Required action: Gather all lines in the entries below that include the word "clone".

Extracted records:
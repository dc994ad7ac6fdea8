use std::sync::Arc;

use async_trait::async_trait;
use courtly_utils::DayOfWeek;
use dao::booking::{BookingDao, BookingEntity, BookingResetFilter};
use dao::schedule::ScheduleDao;
use dao::TransactionDao;
use service::clock::ClockService;
use service::uuid_service::UuidService;
use service::PermissionService;
use service::booking::{Booking, BookingRequest, BookingService, ResetFilter};
use service::permission::{Authentication, ADMIN_PRIVILEGE};
use service::ServiceError;
use uuid::Uuid;

use crate::gen_service_impl;

const BOOKING_SERVICE_PROCESS: &str = "booking-service";

gen_service_impl! {
    struct BookingServiceImpl: service::booking::BookingService = BookingServiceDeps {
        ScheduleDao: dao::schedule::ScheduleDao<Transaction = Self::Transaction> = schedule_dao,
        BookingDao: dao::booking::BookingDao<Transaction = Self::Transaction> = booking_dao,
        PermissionService: service::PermissionService<Context = Self::Context> = permission_service,
        ClockService: service::clock::ClockService = clock_service,
        UuidService: service::uuid_service::UuidService = uuid_service,
        TransactionDao: dao::TransactionDao<Transaction = Self::Transaction> = transaction_dao
    }
}

#[async_trait]
impl<Deps: BookingServiceDeps> BookingService for BookingServiceImpl<Deps> {
    type Context = Deps::Context;
    type Transaction = Deps::Transaction;

    async fn reserve_many(
        &self,
        requests: &[BookingRequest],
        user_id: Uuid,
        _context: Authentication<Self::Context>,
        tx: Option<Self::Transaction>,
    ) -> Result<Arc<[Booking]>, ServiceError> {
        let tx = self.transaction_dao.use_transaction(tx).await?;

        // Any rejected request returns early, which drops the transaction
        // uncommitted and rolls back every booking of the batch.
        let mut bookings = Vec::with_capacity(requests.len());
        for request in requests {
            let block = self
                .schedule_dao
                .find_block(request.schedule_time_block_id, tx.clone())
                .await?
                .ok_or(ServiceError::TimeBlockNotFound(
                    request.schedule_time_block_id,
                ))?;
            if !block.enabled {
                return Err(ServiceError::TimeBlockDisabled(block.id));
            }
            let got = DayOfWeek::of(request.booking_date);
            if got != block.day_of_week {
                return Err(ServiceError::DateDayMismatch {
                    date: request.booking_date,
                    expected: block.day_of_week,
                    got,
                });
            }
            if self
                .booking_dao
                .find_by_occurrence_and_user(block.id, request.booking_date, user_id, tx.clone())
                .await?
                .is_some()
            {
                return Err(ServiceError::DuplicateBooking(
                    block.id,
                    request.booking_date,
                ));
            }

            let entity = BookingEntity {
                id: self.uuid_service.new_uuid("booking-id"),
                schedule_time_block_id: block.id,
                user_id,
                booking_date: request.booking_date,
                created: self.clock_service.date_time_now(),
            };
            let inserted = self
                .booking_dao
                .create_within_capacity(&entity, BOOKING_SERVICE_PROCESS, tx.clone())
                .await?;
            if !inserted {
                return Err(ServiceError::CapacityExceeded(
                    block.id,
                    request.booking_date,
                ));
            }
            bookings.push(Booking::from(&entity));
        }

        self.transaction_dao.commit(tx).await?;
        tracing::info!(user = %user_id, bookings = bookings.len(), "reservation batch accepted");
        Ok(bookings.into())
    }

    async fn cancel(
        &self,
        booking_id: Uuid,
        user_id: Uuid,
        _context: Authentication<Self::Context>,
        tx: Option<Self::Transaction>,
    ) -> Result<(), ServiceError> {
        let tx = self.transaction_dao.use_transaction(tx).await?;

        let booking = self
            .booking_dao
            .find_by_id(booking_id, tx.clone())
            .await?
            .ok_or(ServiceError::BookingNotFound(booking_id))?;
        // Foreign bookings read as absent so the response does not reveal
        // whether the id exists.
        if booking.user_id != user_id {
            return Err(ServiceError::BookingNotFound(booking_id));
        }
        self.booking_dao.delete(booking_id, tx.clone()).await?;

        self.transaction_dao.commit(tx).await?;
        tracing::info!(booking = %booking_id, user = %user_id, "booking cancelled");
        Ok(())
    }

    async fn reset_bookings(
        &self,
        schedule_id: Uuid,
        filter: &ResetFilter,
        reason: Option<Arc<str>>,
        context: Authentication<Self::Context>,
        tx: Option<Self::Transaction>,
    ) -> Result<u64, ServiceError> {
        self.permission_service
            .check_permission(ADMIN_PRIVILEGE, context)
            .await?;

        let tx = self.transaction_dao.use_transaction(tx).await?;

        self.schedule_dao
            .find_schedule(schedule_id, tx.clone())
            .await?
            .ok_or(ServiceError::ScheduleNotFound(schedule_id))?;
        if let Some(block_id) = filter.time_block_id {
            let block = self
                .schedule_dao
                .find_block(block_id, tx.clone())
                .await?
                .ok_or(ServiceError::TimeBlockNotFound(block_id))?;
            if block.schedule_id != schedule_id {
                return Err(ServiceError::TimeBlockNotFound(block_id));
            }
        }

        let deleted = self
            .booking_dao
            .delete_for_schedule(
                schedule_id,
                BookingResetFilter {
                    day_of_week: filter.day_of_week,
                    schedule_time_block_id: filter.time_block_id,
                },
                tx.clone(),
            )
            .await?;

        self.transaction_dao.commit(tx).await?;
        tracing::info!(
            schedule = %schedule_id,
            deleted,
            reason = reason.as_deref().unwrap_or("-"),
            "bookings reset"
        );
        Ok(deleted)
    }
}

Solution to this problem:
                .find_block(request.schedule_time_block_id, tx.clone())
                .find_by_occurrence_and_user(block.id, request.booking_date, user_id, tx.clone())
                .create_within_capacity(&entity, BOOKING_SERVICE_PROCESS, tx.clone())
            .find_by_id(booking_id, tx.clone())
        self.booking_dao.delete(booking_id, tx.clone()).await?;
            .find_schedule(schedule_id, tx.clone())
                .find_block(block_id, tx.clone())
                tx.clone(),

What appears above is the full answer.